Working from the entries below, give again each line from the first through the one containing "pub use types::*;", exactly and with nothing else.
** Opening Data to process block **
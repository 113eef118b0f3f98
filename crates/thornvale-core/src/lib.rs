//! Thornvale Core - shared ids, character model, wire types, and configuration

pub mod config;
pub mod damage;
pub mod error;
pub mod ids;
pub mod types;

pub use config::{CombatConfig, ConfigHandle};
pub use error::{Error, Result};
pub use ids::EntityId;
pub use types::*;
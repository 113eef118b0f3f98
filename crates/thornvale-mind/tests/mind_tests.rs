//! Tests for thornvale-mind: cross-module flows the engines feed each other

use chrono::{Duration, Utc};
use rand::rngs::StdRng;
use rand::SeedableRng;
use thornvale_core::EntityId;
use thornvale_mind::*;

// ===========================================================================
// Event -> emotion -> memory
// ===========================================================================

#[test]
fn a_threat_becomes_a_vivid_fearful_memory() {
    let now = Utc::now();
    let npc = EntityId::new();
    let personality = Personality::new(50.0, 50.0, 50.0, 50.0, 80.0);

    let (emotions, weight) = analyze_event(&EmotionalEvent::Threat, &personality);
    let memory = Memory::new(
        npc,
        MemoryContent::Event {
            description: "cornered by bandits on the north road".into(),
        },
        emotions,
        weight,
        now,
    )
    .with_tags(["bandits", "north_road"]);

    assert_eq!(memory.dominant_emotion, "fear");
    assert_eq!(memory.clarity, 1.0);
    assert!(memory.emotional_weight > 0.9);

    // A heavy memory consolidates the next day instead of fading.
    let mut memories = vec![memory];
    memories[0].clarity = 0.85;
    consolidate_memories(&mut memories, now + Duration::hours(12));
    assert!(memories[0].clarity > 0.85);
}

#[test]
fn congruent_recall_surfaces_the_matching_past() {
    let now = Utc::now();
    let npc = EntityId::new();
    let personality = Personality::default();

    let (fear_profile, fear_weight) = analyze_event(&EmotionalEvent::Threat, &personality);
    let (joy_profile, joy_weight) = analyze_event(
        &EmotionalEvent::Gift {
            value: 500.0,
            wealth: 100.0,
        },
        &personality,
    );

    let memories = vec![
        Memory::new(
            npc,
            MemoryContent::Event {
                description: "the ambush at the ford".into(),
            },
            fear_profile.clone(),
            fear_weight,
            now - Duration::days(30),
        ),
        Memory::new(
            npc,
            MemoryContent::Event {
                description: "a stranger's unexpected generosity".into(),
            },
            joy_profile,
            joy_weight,
            now - Duration::days(2),
        ),
    ];

    let recalled = recall_congruent(&memories, &fear_profile, now);
    assert_eq!(recalled.len(), 1);
    assert!(matches!(
        &recalled[0].content,
        MemoryContent::Event { description } if description.contains("ambush")
    ));
}

// ===========================================================================
// Interaction -> relationship -> drift -> reaction
// ===========================================================================

#[test]
fn a_souring_friendship_registers_as_drift() {
    let now = Utc::now();
    let mut rel = Relationship::new(EntityId::new(), EntityId::new(), now);

    // Years of mild manners set the baseline.
    for _ in 0..20 {
        rel.observe_behavior(BehavioralProfile {
            aggression: 0.1,
            honesty: 0.8,
            sociability: 0.6,
            ..Default::default()
        });
    }
    rel.roll_baseline();
    for _ in 0..10 {
        rel.roll_baseline();
    }
    let settled = rel.baseline;

    // A violent month floods the rolling window.
    for _ in 0..20 {
        rel.observe_behavior(BehavioralProfile {
            aggression: 0.9,
            honesty: 0.8,
            sociability: 0.2,
            ..Default::default()
        });
    }

    let metrics = compute_drift(&settled, &rel.current_behavior());
    assert!(metrics.score > 0.5);
    assert!(metrics
        .affected_traits
        .contains(&"aggression".to_string()));

    let reaction = react_to_drift(&metrics).expect("drift above threshold must react");
    rel.affinity.apply(reaction.affection_delta, reaction.trust_delta, 0.0);
    assert!(rel.affinity.affection != 0.0);
}

#[test]
fn violence_then_silence_decays_toward_indifference_but_fear_holds() {
    let now = Utc::now();
    let mut rel = Relationship::new(EntityId::new(), EntityId::new(), now);
    rel.apply_interaction(InteractionKind::Violence, now);

    let fear_before = rel.affinity.fear;
    assert!(fear_before > 0.0);

    rel.decay_inactivity(3650.0);
    assert_eq!(rel.affinity.fear, fear_before);
    assert_eq!(rel.affinity.trust, 0.0);
}

// ===========================================================================
// Desire -> intent pressure under personality
// ===========================================================================

#[test]
fn starving_scholar_still_prioritizes_food() {
    let scholar = Archetype::Scholar.preset();
    let mut profile = DesireProfile::new();
    let ctx = TickContext {
        alone: true,
        idle: true,
        near_unexplored: true,
        ..Default::default()
    };

    // Three simulated days without food.
    profile.tick(&scholar, &ctx, 72.0);

    let ranked = profile.sorted_by_priority(&scholar);
    let top: Vec<&str> = ranked.iter().take(3).map(|(n, _)| n.as_str()).collect();
    assert!(top.contains(&"thirst"), "ranked: {ranked:?}");
    assert!(top.contains(&"hunger"), "ranked: {ranked:?}");
}

// ===========================================================================
// Genetics -> personality -> mood duration
// ===========================================================================

#[test]
fn inherited_neuroticism_lengthens_moods() {
    let mut rng = StdRng::seed_from_u64(21);
    let anxious_line = Genome::uniform(TraitGenes::homozygous_dominant());
    let child = inherit_with_rate(&anxious_line, &anxious_line, 0.0, &mut rng);
    let personality = express(&child);
    assert_eq!(personality.neuroticism, 70.0);

    let mood = MoodState::trigger(MoodKind::Anxious, 6.0, &personality);
    assert!((mood.remaining_hours - 10.2).abs() < 1e-9);
}

#[test]
fn lifecycle_trauma_compounds_with_inheritance() {
    let mut personality = express(&Genome::uniform(TraitGenes::heterozygous()));
    let born_with = personality.neuroticism;
    personality.apply_experience(LifecycleEvent::Trauma);
    assert_eq!(personality.neuroticism, born_with + 20.0);
}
** Closing Data to process block **
Worked solution:
repository 113eef118b0f3f98
filename crates/thornvale-core/src/lib.rs
//! Thornvale Core - shared ids, character model, wire types, and configuration

pub mod config;
pub mod damage;
pub mod error;
pub mod ids;
pub mod types;

pub use config::{CombatConfig, ConfigHandle};
pub use error::{Error, Result};
pub use ids::EntityId;
pub use types::*;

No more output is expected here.